Gully Washers and Goals

 

                “Man, oh man!” my teen age cousin exclaimed as he slipped out of the bed in our basement bedroom and stepped into ankle deep water.  Outdoors the wind blew and  an inch of rain poured from the heavens.  Water spurted from the cracks in the foundation and leaked in the east windows. We spent the next hour cleaning up the mess. 

 Mopping up our old house’s basement after a heavy rain happened on a fairly regular basis in the early years of our life on the ranch.  The house sat about halfway down a slope that empties into a creek that runs through our corrals.  Every time Mother Nature unleashed a gully washer water ran in the basement.

Mostly what we remember about the late 1970’s and all of the 1980’s is the dry years, but even in the midst of the dry, there were significant rain events.  May 9, 1986 was memorable.  Everyplace else in the area might have had the wettest May on record this year, but the Lowry area got 12 inches of rain that day.  Bridges and culverts along Swan Creek washed out.  The Jim Gregory family evacuated their house in Lowry, and Donna gave birth to JT later that day.   Everybody had water in their basement that night.  That was to be expected, but Rock Hills Ranch had water issues whenever it rained enough to make the creek run.  If the creek ran, our driveway usually flooded accompanied by heavy water erosion in the waterways.

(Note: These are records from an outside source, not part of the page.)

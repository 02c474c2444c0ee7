//! Lifecycle and turn tests against an in-memory channel and a mock Gemini.

use super::*;
use crate::channel::{
    AiState, ChannelError, ChannelMessage, IndicatorEvent, MemoryChannel, NewMessage, Operation,
};
use crate::provider::Provider;
use async_trait::async_trait;
use std::sync::atomic::AtomicUsize;
use std::time::Duration;
use tokio::sync::broadcast;
use wiremock::matchers::{method, path};
use wiremock::{Mock, MockServer, ResponseTemplate};

const CID: &str = "messaging:general";
const GENERATE_PATH: &str = "/v1beta/models/gemini-1.5-flash:generateContent";

fn gemini_reply(text: &str) -> ResponseTemplate {
    ResponseTemplate::new(200).set_body_json(serde_json::json!({
        "candidates": [{ "content": { "role": "model", "parts": [{ "text": text }] } }]
    }))
}

/// Every call, probe included, answers `text`.
async fn gemini_answering(text: &str) -> MockServer {
    let server = MockServer::start().await;
    Mock::given(method("POST"))
        .and(path(GENERATE_PATH))
        .respond_with(gemini_reply(text))
        .mount(&server)
        .await;
    server
}

/// The probe succeeds, every later call gets `failure`.
async fn gemini_failing_after_probe(failure: ResponseTemplate) -> MockServer {
    let server = MockServer::start().await;
    Mock::given(method("POST"))
        .and(path(GENERATE_PATH))
        .respond_with(gemini_reply("probe ok"))
        .up_to_n_times(1)
        .mount(&server)
        .await;
    Mock::given(method("POST"))
        .and(path(GENERATE_PATH))
        .respond_with(failure)
        .mount(&server)
        .await;
    server
}

fn config_for(server: &MockServer) -> Config {
    Config {
        provider: Provider::Google,
        google_api_key: Some("test-key".into()),
        base_url: Some(server.uri()),
        ..Config::default()
    }
}

fn channel() -> Arc<MemoryChannel> {
    Arc::new(MemoryChannel::new(CID, "ai-bot"))
}

fn user_message(text: &str, ai_generated: bool) -> ChannelEvent {
    ChannelEvent::MessageNew {
        cid: CID.into(),
        message: Some(ChannelMessage {
            id: uuid::Uuid::new_v4().to_string(),
            cid: CID.into(),
            text: text.into(),
            ai_generated,
            user_id: Some("alice".into()),
            created_at: Utc::now(),
            updated_at: None,
        }),
    }
}

async fn ready_agent(channel: &Arc<MemoryChannel>, server: &MockServer) -> Agent {
    let agent = Agent::new(channel.clone(), config_for(server));
    agent.init().await.expect("agent init");
    agent
}

/// Wait for the next DONE or ERROR indicator on the channel.
async fn next_terminal(rx: &mut broadcast::Receiver<ChannelEvent>) -> IndicatorEvent {
    tokio::time::timeout(Duration::from_secs(5), async {
        loop {
            if let Ok(ChannelEvent::AiIndicator(event)) = rx.recv().await
                && event.ai_state.is_terminal()
            {
                return event;
            }
        }
    })
    .await
    .expect("timed out waiting for a terminal indicator")
}

fn sent_messages(ops: &[Operation]) -> Vec<ChannelMessage> {
    ops.iter()
        .filter_map(|op| match op {
            Operation::SendMessage(m) => Some(m.clone()),
            _ => None,
        })
        .collect()
}

fn sent_events(ops: &[Operation]) -> Vec<IndicatorEvent> {
    ops.iter()
        .filter_map(|op| match op {
            Operation::SendEvent(e) => Some(e.clone()),
            _ => None,
        })
        .collect()
}

#[tokio::test]
async fn test_successful_turn() {
    let server = gemini_answering("Hi there!").await;
    let channel = channel();
    let agent = ready_agent(&channel, &server).await;

    let turn = agent
        .handle_event(user_message("Hello", false))
        .await
        .expect("turn should run");
    assert_eq!(turn.status, TurnStatus::Done);

    let placeholder = turn.placeholder.expect("placeholder");
    assert_eq!(placeholder.text, PLACEHOLDER_TEXT);
    assert!(placeholder.ai_generated);

    assert_eq!(
        channel.operations(),
        vec![
            Operation::SendMessage(placeholder.clone()),
            Operation::SendEvent(IndicatorEvent::for_message(AiState::Thinking, &placeholder)),
            Operation::UpdateMessage {
                id: placeholder.id.clone(),
                text: "Hi there!".into(),
            },
            Operation::SendEvent(IndicatorEvent::for_message(AiState::Done, &placeholder)),
        ]
    );
    assert_eq!(channel.message(&placeholder.id).unwrap().text, "Hi there!");
}

#[tokio::test]
async fn test_reply_is_committed_verbatim() {
    let reply = "  Line one\n\n```rust\nfn main() {}\n```\n";
    let server = gemini_answering(reply).await;
    let channel = channel();
    let agent = ready_agent(&channel, &server).await;

    let turn = agent.handle_event(user_message("code?", false)).await.unwrap();
    let id = turn.placeholder.unwrap().id;
    assert_eq!(channel.message(&id).unwrap().text, reply);
}

#[tokio::test]
async fn test_prompt_has_preamble_date_and_user_text() {
    let server = gemini_answering("ok").await;
    let channel = channel();
    let agent = ready_agent(&channel, &server).await;

    agent
        .handle_event(user_message("What day is it?", false))
        .await
        .unwrap();

    let requests = server.received_requests().await.unwrap();
    assert_eq!(requests.len(), 2, "probe plus one turn");
    let body: serde_json::Value = serde_json::from_slice(&requests[1].body).unwrap();
    let prompt = body["contents"][0]["parts"][0]["text"].as_str().unwrap();

    let today = chrono::Local::now().date_naive().format("%B %-d, %Y").to_string();
    assert!(prompt.contains("powered by Gemini"));
    assert!(prompt.contains(&today));
    assert!(prompt.ends_with("\n\nUser: What day is it?"));
}

#[tokio::test]
async fn test_provider_failure_posts_error_message() {
    let server = gemini_failing_after_probe(ResponseTemplate::new(500).set_body_json(
        serde_json::json!({ "error": { "message": "Internal error", "status": "INTERNAL" } }),
    ))
    .await;
    let channel = channel();
    let agent = ready_agent(&channel, &server).await;

    let turn = agent.handle_event(user_message("Hello", false)).await.unwrap();
    assert_eq!(turn.status, TurnStatus::Error);

    let ops = channel.operations();
    assert!(
        !ops.iter().any(|op| matches!(op, Operation::UpdateMessage { .. })),
        "placeholder must not be edited on failure"
    );

    let messages = sent_messages(&ops);
    assert_eq!(messages.len(), 2);
    let placeholder = &messages[0];
    assert_eq!(placeholder.text, PLACEHOLDER_TEXT);
    assert_eq!(channel.message(&placeholder.id).unwrap().text, PLACEHOLDER_TEXT);

    let error_message = &messages[1];
    assert_ne!(error_message.id, placeholder.id);
    assert!(error_message.ai_generated);
    assert_eq!(
        error_message.text,
        "❌ Sorry, I encountered an error: HTTP 500 Internal Server Error: Internal error (status: INTERNAL)"
    );

    assert_eq!(
        sent_events(&ops),
        vec![
            IndicatorEvent::for_message(AiState::Thinking, placeholder),
            IndicatorEvent::bare(AiState::Error),
        ]
    );
}

#[tokio::test]
async fn test_empty_generation_is_reported() {
    let server = gemini_failing_after_probe(
        ResponseTemplate::new(200)
            .set_body_json(serde_json::json!({ "promptFeedback": { "blockReason": "SAFETY" } })),
    )
    .await;
    let channel = channel();
    let agent = ready_agent(&channel, &server).await;

    let turn = agent.handle_event(user_message("Hello", false)).await.unwrap();
    assert_eq!(turn.status, TurnStatus::Error);

    let messages = sent_messages(&channel.operations());
    assert_eq!(
        messages.last().unwrap().text,
        format!("{ERROR_PREFIX}No response generated from Gemini")
    );
}

#[tokio::test]
async fn test_ignored_events_make_no_calls() {
    let server = gemini_answering("Hi there!").await;
    let channel = channel();
    let agent = ready_agent(&channel, &server).await;

    assert!(agent.handle_event(user_message("Hello", true)).await.is_none());
    assert!(agent.handle_event(user_message("", false)).await.is_none());
    assert!(
        agent
            .handle_event(ChannelEvent::MessageNew {
                cid: CID.into(),
                message: None,
            })
            .await
            .is_none()
    );
    assert!(
        agent
            .handle_event(ChannelEvent::AiIndicator(IndicatorEvent::bare(AiState::Done)))
            .await
            .is_none()
    );

    assert!(channel.operations().is_empty());
    assert_eq!(server.received_requests().await.unwrap().len(), 1, "probe only");
}

#[tokio::test]
async fn test_ignored_events_do_not_touch_last_interaction() {
    let server = gemini_answering("Hi").await;
    let channel = channel();
    let agent = ready_agent(&channel, &server).await;
    let before = agent.last_interaction();

    tokio::time::sleep(Duration::from_millis(5)).await;
    agent.handle_event(user_message("bot says", true)).await;
    assert_eq!(agent.last_interaction(), before);

    agent.handle_event(user_message("Hello", false)).await;
    assert!(agent.last_interaction() > before);
}

#[tokio::test]
async fn test_init_without_key_subscribes_nothing() {
    let channel = channel();
    let agent = Agent::new(channel.clone(), Config::default());

    let err = agent.init().await.unwrap_err();
    assert!(err.is_configuration(), "unexpected error: {err}");
    assert_eq!(agent.state(), AgentState::Uninitialized);
    assert_eq!(channel.subscriber_count(), 0);

    channel.post_user_message("alice", "Hello");
    tokio::time::sleep(Duration::from_millis(50)).await;
    assert!(agent.handle_event(user_message("Hello", false)).await.is_none());
    assert!(channel.operations().is_empty());
}

#[tokio::test]
async fn test_failed_probe_leaves_agent_uninitialized() {
    let server = MockServer::start().await;
    Mock::given(method("POST"))
        .respond_with(ResponseTemplate::new(401).set_body_string("unauthorized"))
        .mount(&server)
        .await;
    let channel = channel();
    let agent = Agent::new(channel.clone(), config_for(&server));

    let err = agent.init().await.unwrap_err();
    assert!(err.is_provider_unavailable(), "unexpected error: {err}");
    assert_eq!(agent.state(), AgentState::Uninitialized);
    assert_eq!(channel.subscriber_count(), 0);
    assert!(channel.operations().is_empty());
}

#[tokio::test]
async fn test_init_can_be_retried_after_failure() {
    let server = MockServer::start().await;
    Mock::given(method("POST"))
        .respond_with(ResponseTemplate::new(503))
        .up_to_n_times(1)
        .mount(&server)
        .await;
    Mock::given(method("POST"))
        .respond_with(gemini_reply("ok"))
        .mount(&server)
        .await;
    let channel = channel();
    let agent = Agent::new(channel.clone(), config_for(&server));

    assert!(agent.init().await.is_err());
    agent.init().await.unwrap();
    assert_eq!(agent.state(), AgentState::Ready);
    assert_eq!(channel.subscriber_count(), 1);
}

#[tokio::test]
async fn test_double_init_is_rejected() {
    let server = gemini_answering("Hi there!").await;
    let channel = channel();
    let agent = ready_agent(&channel, &server).await;

    assert!(matches!(agent.init().await, Err(Error::AlreadyInitialized)));
    assert_eq!(channel.subscriber_count(), 1);

    let mut rx = channel.subscribe();
    channel.post_user_message("alice", "Hello");
    next_terminal(&mut rx).await;
    tokio::time::sleep(Duration::from_millis(50)).await;

    assert_eq!(sent_messages(&channel.operations()).len(), 1, "one placeholder");
}

#[tokio::test]
async fn test_dispose_before_init() {
    let channel = channel();
    let agent = Agent::new(channel.clone(), Config::default());

    agent.dispose().await.unwrap();
    assert_eq!(agent.state(), AgentState::Disposed);
    assert_eq!(channel.subscriber_count(), 0);
    assert_eq!(channel.operations(), vec![Operation::Disconnect]);

    agent.dispose().await.unwrap();
    assert_eq!(channel.operations(), vec![Operation::Disconnect]);
    assert!(matches!(agent.init().await, Err(Error::Disposed)));
}

#[tokio::test]
async fn test_event_driven_turn() {
    let server = gemini_answering("Hi there!").await;
    let channel = channel();
    let agent = ready_agent(&channel, &server).await;
    let mut rx = channel.subscribe();

    channel.post_user_message("alice", "Hello");
    let done = next_terminal(&mut rx).await;
    assert_eq!(done.ai_state, AiState::Done);

    let placeholder_id = done.message_id.expect("DONE carries the placeholder id");
    assert_eq!(done.cid.as_deref(), Some(CID));
    assert_eq!(channel.message(&placeholder_id).unwrap().text, "Hi there!");

    agent.dispose().await.unwrap();
}

#[tokio::test]
async fn test_agent_ignores_its_own_messages() {
    let server = gemini_answering("Hi there!").await;
    let channel = channel();
    let _agent = ready_agent(&channel, &server).await;
    let mut rx = channel.subscribe();

    channel.post_user_message("alice", "Hello");
    next_terminal(&mut rx).await;
    tokio::time::sleep(Duration::from_millis(100)).await;

    // The placeholder went out as message.new; it must not start another turn.
    assert_eq!(sent_messages(&channel.operations()).len(), 1);
    assert_eq!(server.received_requests().await.unwrap().len(), 2);
}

Last Sunday (6-14-15) morning we had a gully washer like we haven’t experienced for a while.  With 1.35 inches in a little over an hour, the rain was a heavy gray curtain that obscured our view of the far corrals.  The house stayed dry –only a rain of Noah like proportions will flood the basement of this house. The creek ran wide.  A few years ago we wouldn’t have gotten to church because the creek would have run over the driveway.  It wasn’t on Sunday. The culvert by the mailbox should have been gushing onto the neighbor’s pasture.  It wasn’t.  By evening, there wasn’t a puddle anyplace.  The water all soaked in.  So what changed between our nephew’s night time wading experience and now? 

When we first started running cattle, bare spots could be seen between clumps of grass in our pastures.  Thirty years ago we switched to a rotational grazing system.  The healing process takes time but now the ground is completely covered.  The grass residue slows the water down and allows it to quickly infiltrate.  My rancher’s stated goal is to not let a drop of water leave the ranch.  Last Sunday was a goal realized.